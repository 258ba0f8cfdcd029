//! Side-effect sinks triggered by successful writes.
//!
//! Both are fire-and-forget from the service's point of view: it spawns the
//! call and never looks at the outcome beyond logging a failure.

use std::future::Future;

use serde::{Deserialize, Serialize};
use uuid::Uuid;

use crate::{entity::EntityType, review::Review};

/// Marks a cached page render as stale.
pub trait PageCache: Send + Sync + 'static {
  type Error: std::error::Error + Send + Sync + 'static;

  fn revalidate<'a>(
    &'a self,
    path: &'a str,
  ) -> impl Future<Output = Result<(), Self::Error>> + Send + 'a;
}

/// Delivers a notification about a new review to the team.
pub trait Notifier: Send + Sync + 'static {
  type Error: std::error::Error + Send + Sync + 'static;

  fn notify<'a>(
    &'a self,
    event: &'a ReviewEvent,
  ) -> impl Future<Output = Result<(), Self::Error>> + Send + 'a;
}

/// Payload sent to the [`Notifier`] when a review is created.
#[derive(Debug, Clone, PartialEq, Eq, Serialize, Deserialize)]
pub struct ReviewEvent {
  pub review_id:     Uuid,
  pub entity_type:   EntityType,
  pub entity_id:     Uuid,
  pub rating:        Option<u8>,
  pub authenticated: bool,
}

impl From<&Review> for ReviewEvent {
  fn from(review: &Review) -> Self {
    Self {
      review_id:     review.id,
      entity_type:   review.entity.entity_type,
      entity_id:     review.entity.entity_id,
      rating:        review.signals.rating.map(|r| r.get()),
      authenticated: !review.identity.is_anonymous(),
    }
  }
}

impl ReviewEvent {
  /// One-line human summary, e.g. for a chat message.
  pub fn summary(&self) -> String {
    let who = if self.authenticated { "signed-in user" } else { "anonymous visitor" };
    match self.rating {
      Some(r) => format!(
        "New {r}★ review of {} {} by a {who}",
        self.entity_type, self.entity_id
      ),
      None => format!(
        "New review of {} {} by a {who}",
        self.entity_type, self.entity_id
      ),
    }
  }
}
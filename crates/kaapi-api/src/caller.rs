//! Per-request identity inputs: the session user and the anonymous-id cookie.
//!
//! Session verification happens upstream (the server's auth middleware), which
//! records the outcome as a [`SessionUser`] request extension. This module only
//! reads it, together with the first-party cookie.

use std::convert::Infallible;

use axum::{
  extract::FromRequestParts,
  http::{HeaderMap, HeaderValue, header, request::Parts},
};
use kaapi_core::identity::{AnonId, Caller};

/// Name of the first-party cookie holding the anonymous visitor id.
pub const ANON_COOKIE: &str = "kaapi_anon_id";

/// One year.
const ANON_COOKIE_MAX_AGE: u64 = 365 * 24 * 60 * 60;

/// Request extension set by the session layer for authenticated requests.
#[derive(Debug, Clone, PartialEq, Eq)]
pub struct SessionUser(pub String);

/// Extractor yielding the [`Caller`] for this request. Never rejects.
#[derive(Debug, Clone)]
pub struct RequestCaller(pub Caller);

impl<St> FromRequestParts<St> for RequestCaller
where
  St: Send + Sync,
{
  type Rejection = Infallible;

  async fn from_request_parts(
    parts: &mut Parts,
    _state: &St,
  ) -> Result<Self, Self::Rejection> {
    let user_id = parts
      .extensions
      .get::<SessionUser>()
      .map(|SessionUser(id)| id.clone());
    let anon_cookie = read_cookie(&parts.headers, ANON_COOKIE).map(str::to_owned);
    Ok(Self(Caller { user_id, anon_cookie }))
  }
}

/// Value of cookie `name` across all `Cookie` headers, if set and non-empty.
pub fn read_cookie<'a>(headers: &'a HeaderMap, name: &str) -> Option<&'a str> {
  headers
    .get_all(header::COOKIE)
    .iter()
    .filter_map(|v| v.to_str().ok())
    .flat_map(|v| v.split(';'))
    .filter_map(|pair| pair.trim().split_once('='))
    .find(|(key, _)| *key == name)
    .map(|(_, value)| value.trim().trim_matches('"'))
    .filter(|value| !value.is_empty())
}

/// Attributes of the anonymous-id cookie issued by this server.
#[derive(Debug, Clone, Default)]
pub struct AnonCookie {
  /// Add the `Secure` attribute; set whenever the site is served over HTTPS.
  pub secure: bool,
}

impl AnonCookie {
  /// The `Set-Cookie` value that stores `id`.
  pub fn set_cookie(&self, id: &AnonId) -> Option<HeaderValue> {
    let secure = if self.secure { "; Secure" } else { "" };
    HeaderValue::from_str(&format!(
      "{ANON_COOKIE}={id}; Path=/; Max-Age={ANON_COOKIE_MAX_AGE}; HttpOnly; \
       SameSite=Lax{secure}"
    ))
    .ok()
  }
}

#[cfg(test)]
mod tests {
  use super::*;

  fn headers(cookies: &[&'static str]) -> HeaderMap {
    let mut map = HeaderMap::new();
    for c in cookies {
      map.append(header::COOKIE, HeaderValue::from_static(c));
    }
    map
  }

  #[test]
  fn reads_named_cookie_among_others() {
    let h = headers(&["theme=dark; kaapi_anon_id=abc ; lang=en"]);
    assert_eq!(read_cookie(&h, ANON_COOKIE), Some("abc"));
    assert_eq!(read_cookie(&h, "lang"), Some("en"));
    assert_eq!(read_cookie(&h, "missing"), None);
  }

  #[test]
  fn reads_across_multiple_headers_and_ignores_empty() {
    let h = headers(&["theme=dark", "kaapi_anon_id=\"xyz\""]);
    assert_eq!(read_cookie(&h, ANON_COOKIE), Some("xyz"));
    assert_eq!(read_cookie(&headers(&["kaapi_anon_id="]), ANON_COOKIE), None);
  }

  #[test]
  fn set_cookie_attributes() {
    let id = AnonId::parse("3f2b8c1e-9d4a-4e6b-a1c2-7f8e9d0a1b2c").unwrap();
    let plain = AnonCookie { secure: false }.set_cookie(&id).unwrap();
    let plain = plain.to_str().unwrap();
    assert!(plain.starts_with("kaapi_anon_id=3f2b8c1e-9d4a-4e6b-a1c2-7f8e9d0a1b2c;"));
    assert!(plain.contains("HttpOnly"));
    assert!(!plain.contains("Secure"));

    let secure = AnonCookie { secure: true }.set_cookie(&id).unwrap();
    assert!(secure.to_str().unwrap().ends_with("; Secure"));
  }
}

- WHAT THE TASK REQUIRES -
The number of lines in the data that hold "rating" must be the entire answer.

- EXERCISE SOLUTION -
3